Policing Donald Trump's four-day visit to the UK cost more than £14.2m, according to figures obtained by the Press Association.
The US President was greeted by a number of protests as he met the Queen at Windsor Castle, was hosted by Theresa May and played golf in Scotland.
With thousands of officers drafted in from every force in Britain, policing July's trip cost in excess of £14,258,966, according to police figures released under Freedom of Information laws.
The Home Office reimbursed £7.9m to cover the additional costs to the three forces in England that "hosted" Mr Trump - the Metropolitan Police, Thames Valley Police and Essex Police.
The Treasury was to refund Police Scotland.
Before Air Force One touched down on July 12, the combined police and security bill had been estimated at £10m.
And with the Foreign Office costs not yet disclosed, the total price of the visit is likely to be significantly higher.

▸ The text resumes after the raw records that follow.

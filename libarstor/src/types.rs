//! Core CSI types: volumes, snapshots, capabilities, requests, and topology.
//!
//! These types form the data model shared by the CSI traits, transport layer,
//! and backend implementations.  They are all [`Serialize`]/[`Deserialize`] so
//! they can be transmitted over QUIC as JSON.

use chrono::{DateTime, Utc};
use serde::{Deserialize, Serialize};
use std::collections::HashMap;
use std::fmt;

// ---------------------------------------------------------------------------
// Identity
// ---------------------------------------------------------------------------

/// Opaque, unique identifier for a volume.
#[derive(Debug, Clone, Serialize, Deserialize, PartialEq, Eq, Hash)]
pub struct VolumeId(pub String);

impl fmt::Display for VolumeId {
    fn fmt(&self, f: &mut fmt::Formatter<'_>) -> fmt::Result {
        f.write_str(&self.0)
    }
}

impl From<String> for VolumeId {
    fn from(s: String) -> Self {
        Self(s)
    }
}

impl From<&str> for VolumeId {
    fn from(s: &str) -> Self {
        Self(s.to_owned())
    }
}

/// Opaque, unique identifier for a snapshot.
#[derive(Debug, Clone, Serialize, Deserialize, PartialEq, Eq, Hash)]
pub struct SnapshotId(pub String);

impl fmt::Display for SnapshotId {
    fn fmt(&self, f: &mut fmt::Formatter<'_>) -> fmt::Result {
        f.write_str(&self.0)
    }
}

impl From<String> for SnapshotId {
    fn from(s: String) -> Self {
        Self(s)
    }
}

impl From<&str> for SnapshotId {
    fn from(s: &str) -> Self {
        Self(s.to_owned())
    }
}

// ---------------------------------------------------------------------------
// Access mode & capabilities
// ---------------------------------------------------------------------------

/// Describes how a volume may be accessed.
#[derive(Debug, Clone, Serialize, Deserialize, PartialEq, Eq)]
pub enum AccessMode {
    /// Single-node read-write.
    ReadWriteOnce,
    /// Multi-node read-only.
    ReadOnlyMany,
    /// Multi-node read-write.
    ReadWriteMany,
}

/// How the workload consumes the volume.
#[derive(Debug, Clone, Serialize, Deserialize, PartialEq, Eq)]
pub enum AccessType {
    /// A formatted filesystem mounted into the container.
    Mount {
        /// Filesystem type; empty selects the plugin default (`xfs`).
        #[serde(default)]
        fs_type: String,
        /// Additional mount flags (e.g. `"noatime"`).
        #[serde(default)]
        mount_flags: Vec<String>,
    },
    /// A raw block device exposed to the container.
    Block,
}

/// Describes the capabilities required from a volume.
#[derive(Debug, Clone, Serialize, Deserialize)]
pub struct VolumeCapability {
    /// Requested access mode.
    pub access_mode: AccessMode,
    /// Requested access type; `None` is rejected by validation.
    #[serde(default)]
    pub access_type: Option<AccessType>,
}

impl VolumeCapability {
    /// A filesystem capability with the given type.
    pub fn mount(fs_type: &str) -> Self {
        Self {
            access_mode: AccessMode::ReadWriteOnce,
            access_type: Some(AccessType::Mount {
                fs_type: fs_type.to_owned(),
                mount_flags: Vec::new(),
            }),
        }
    }

    /// A raw block capability.
    pub fn block() -> Self {
        Self {
            access_mode: AccessMode::ReadWriteOnce,
            access_type: Some(AccessType::Block),
        }
    }

    /// Returns `true` for a raw block capability.
    pub fn is_block(&self) -> bool {
        matches!(self.access_type, Some(AccessType::Block))
    }
}

impl Default for VolumeCapability {
    fn default() -> Self {
        Self::mount("")
    }
}

// ---------------------------------------------------------------------------
// Volume & snapshot metadata
// ---------------------------------------------------------------------------

/// Where a new volume's initial content comes from.
#[derive(Debug, Clone, Serialize, Deserialize, PartialEq, Eq)]
pub enum VolumeContentSource {
    /// Restore from an existing snapshot.
    Snapshot(SnapshotId),
    /// Clone an existing volume.
    Volume(VolumeId),
}

/// Full metadata for a provisioned volume, as reported to callers.
#[derive(Debug, Clone, Serialize, Deserialize)]
pub struct Volume {
    /// Unique volume identifier.
    pub volume_id: VolumeId,
    /// Provisioned capacity in bytes.
    pub capacity_bytes: u64,
    /// Opaque context passed from Controller to Node operations.
    #[serde(default)]
    pub volume_context: HashMap<String, String>,
    /// Content source the volume was populated from, if any.
    #[serde(default)]
    pub content_source: Option<VolumeContentSource>,
    /// Topology constraints (e.g. node affinity).
    #[serde(default)]
    pub accessible_topology: Vec<Topology>,
}

/// Metadata for a point-in-time snapshot, as reported to callers.
#[derive(Debug, Clone, Serialize, Deserialize)]
pub struct Snapshot {
    /// Unique snapshot identifier.
    pub snapshot_id: SnapshotId,
    /// Volume the snapshot was taken from.
    pub source_volume_id: VolumeId,
    /// When the snapshot was cut.
    pub creation_time: DateTime<Utc>,
    /// Size of the snapshot file in bytes.
    pub size_bytes: u64,
    /// `true` once the backing file has been observed on disk.
    pub ready_to_use: bool,
}

/// Topology constraint expressed as key-value segments.
#[derive(Debug, Clone, Serialize, Deserialize, PartialEq, Eq)]
pub struct Topology {
    /// Topology segments, e.g. `{"topology.arstor.csi/node": "node-01"}`.
    #[serde(default)]
    pub segments: HashMap<String, String>,
}

// ---------------------------------------------------------------------------
// Requests & responses
// ---------------------------------------------------------------------------

/// Request to create a new volume.
#[derive(Debug, Clone, Default, Serialize, Deserialize)]
pub struct CreateVolumeRequest {
    /// Human-readable name for the volume.
    pub name: String,
    /// Desired capacity in bytes.
    pub capacity_bytes: u64,
    /// Required capabilities.
    #[serde(default)]
    pub volume_capabilities: Vec<VolumeCapability>,
    /// Storage-class parameters (`pageSize`, `compression`, ...).
    #[serde(default)]
    pub parameters: HashMap<String, String>,
    /// Optional snapshot or volume to populate from.
    #[serde(default)]
    pub content_source: Option<VolumeContentSource>,
}

/// Request to cut a snapshot of a volume.
#[derive(Debug, Clone, Default, Serialize, Deserialize)]
pub struct CreateSnapshotRequest {
    /// Human-readable snapshot name.
    pub name: String,
    /// Volume to snapshot.
    pub source_volume_id: String,
    /// Snapshot-class parameters.
    #[serde(default)]
    pub parameters: HashMap<String, String>,
}

/// Filters for `ListSnapshots`; both unset lists everything.
#[derive(Debug, Clone, Default, Serialize, Deserialize)]
pub struct ListSnapshotsRequest {
    #[serde(default)]
    pub snapshot_id: Option<SnapshotId>,
    #[serde(default)]
    pub source_volume_id: Option<VolumeId>,
}

/// Request to make a volume available to a node.
#[derive(Debug, Clone, Serialize, Deserialize)]
pub struct ControllerPublishVolumeRequest {
    pub volume_id: VolumeId,
    pub node_id: String,
    pub volume_capability: Option<VolumeCapability>,
    #[serde(default)]
    pub read_only: bool,
}

/// Request to grow a volume.
#[derive(Debug, Clone, Serialize, Deserialize)]
pub struct ExpandVolumeRequest {
    /// Volume to grow.
    pub volume_id: VolumeId,
    /// New capacity in bytes; `None` is rejected.
    pub capacity_bytes: Option<u64>,
}

/// Result of a controller-side expansion.
#[derive(Debug, Clone, Serialize, Deserialize, PartialEq, Eq)]
pub struct ExpandVolumeResponse {
    /// Capacity after the expansion.
    pub capacity_bytes: u64,
    /// Whether the node must grow the filesystem afterwards.
    pub node_expansion_required: bool,
}

/// Request to stage (globally mount) a volume on a node.
#[derive(Debug, Clone, Serialize, Deserialize)]
pub struct NodeStageVolumeRequest {
    /// Volume to stage.
    pub volume_id: VolumeId,
    /// Global staging mount point.
    pub staging_target_path: String,
    /// Requested capability.
    pub volume_capability: Option<VolumeCapability>,
    /// Opaque context carried from `CreateVolume`.
    #[serde(default)]
    pub volume_context: HashMap<String, String>,
}

/// Request to publish a staged volume into a Pod container.
#[derive(Debug, Clone, Serialize, Deserialize)]
pub struct NodePublishVolumeRequest {
    /// Volume to publish.
    pub volume_id: VolumeId,
    /// The global staging mount point (source of the bind mount).
    #[serde(default)]
    pub staging_target_path: String,
    /// Target path inside the container.
    pub target_path: String,
    /// Requested capability.
    pub volume_capability: Option<VolumeCapability>,
    /// Whether the mount should be read-only.
    #[serde(default)]
    pub read_only: bool,
    /// Opaque context; carries the ephemeral marker for inline volumes.
    #[serde(default)]
    pub volume_context: HashMap<String, String>,
}

/// Request to grow the filesystem of a published volume.
#[derive(Debug, Clone, Serialize, Deserialize)]
pub struct NodeExpandVolumeRequest {
    /// Volume to grow.
    pub volume_id: VolumeId,
    /// Path the volume is mounted at.
    pub volume_path: String,
}

// ---------------------------------------------------------------------------
// Plugin & node info
// ---------------------------------------------------------------------------

/// Information about the CSI plugin.
#[derive(Debug, Clone, Serialize, Deserialize)]
pub struct PluginInfo {
    /// Plugin name, e.g. `"rk8s.arstor.csi"`.
    pub name: String,
    /// Vendor-provided version string.
    pub vendor_version: String,
}

/// Capabilities advertised by the CSI plugin.
#[derive(Debug, Clone, Serialize, Deserialize, PartialEq, Eq)]
pub enum PluginCapability {
    /// Plugin provides a Controller service.
    ControllerService,
    /// Plugin supports volume topology constraints.
    VolumeAccessibilityConstraints,
}

/// RPCs offered by the Controller service.
#[derive(Debug, Clone, Copy, Serialize, Deserialize, PartialEq, Eq)]
pub enum ControllerCapability {
    CreateDeleteVolume,
    CreateDeleteSnapshot,
    ListSnapshots,
    ListVolumes,
    CloneVolume,
    ExpandVolume,
}

/// RPCs offered by the Node service.
#[derive(Debug, Clone, Copy, Serialize, Deserialize, PartialEq, Eq)]
pub enum NodeCapability {
    StageUnstageVolume,
    ExpandVolume,
}

/// Information about the node on which the CSI Node service runs.
#[derive(Debug, Clone, Serialize, Deserialize, PartialEq, Eq)]
pub struct NodeInfo {
    /// Unique node identifier.
    pub node_id: String,
    /// Maximum number of volumes the node can host (0 = unlimited).
    pub max_volumes: u64,
    /// Optional topology of this node.
    #[serde(default)]
    pub accessible_topology: Option<Topology>,
}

The biggest bill came from Thames Valley Police, which spent more than £6m policing Mr Trump's visits to the Prime Minister's country residence Chequers and Windsor Castle.
Also on Thames Valley's patch is Blenheim Palace, where the Prime Minister hosted a black-tie dinner for Mr Trump and his wife Melania as a highly controverisal newspaper interview was released.
In a most unwelcome move, the property mogul told The Sun that he would have handled Brexit negotiations "much differently" to Mrs May and that her plan could "kill" any UK-US trade deal.
The Met said its spending came in at just under £3m, in part due to tens of thousands coming out to protest against Mr Trump.
Essex Police, which oversaw the policing of Stansted Airport where Air Force One touched down, spent more than £1.86m.
Mr Trump's trip to Scotland, during which he played golf at his Turnberry resort in Ayrshire on both days, cost £3.2m.
Thousands also protested across Scotland during what was termed a "private visit", and police investigated a Greenpeace-backed paraglider who flew over the resort.
Police Scotland's sum fell short of its advance estimate of £5m, because the President did not visit his Aberdeenshire estate as budgeted for.
"The revised total reflects the fact that his visit was confined to Turnberry," said Assistant Chief Constable Mark Williams.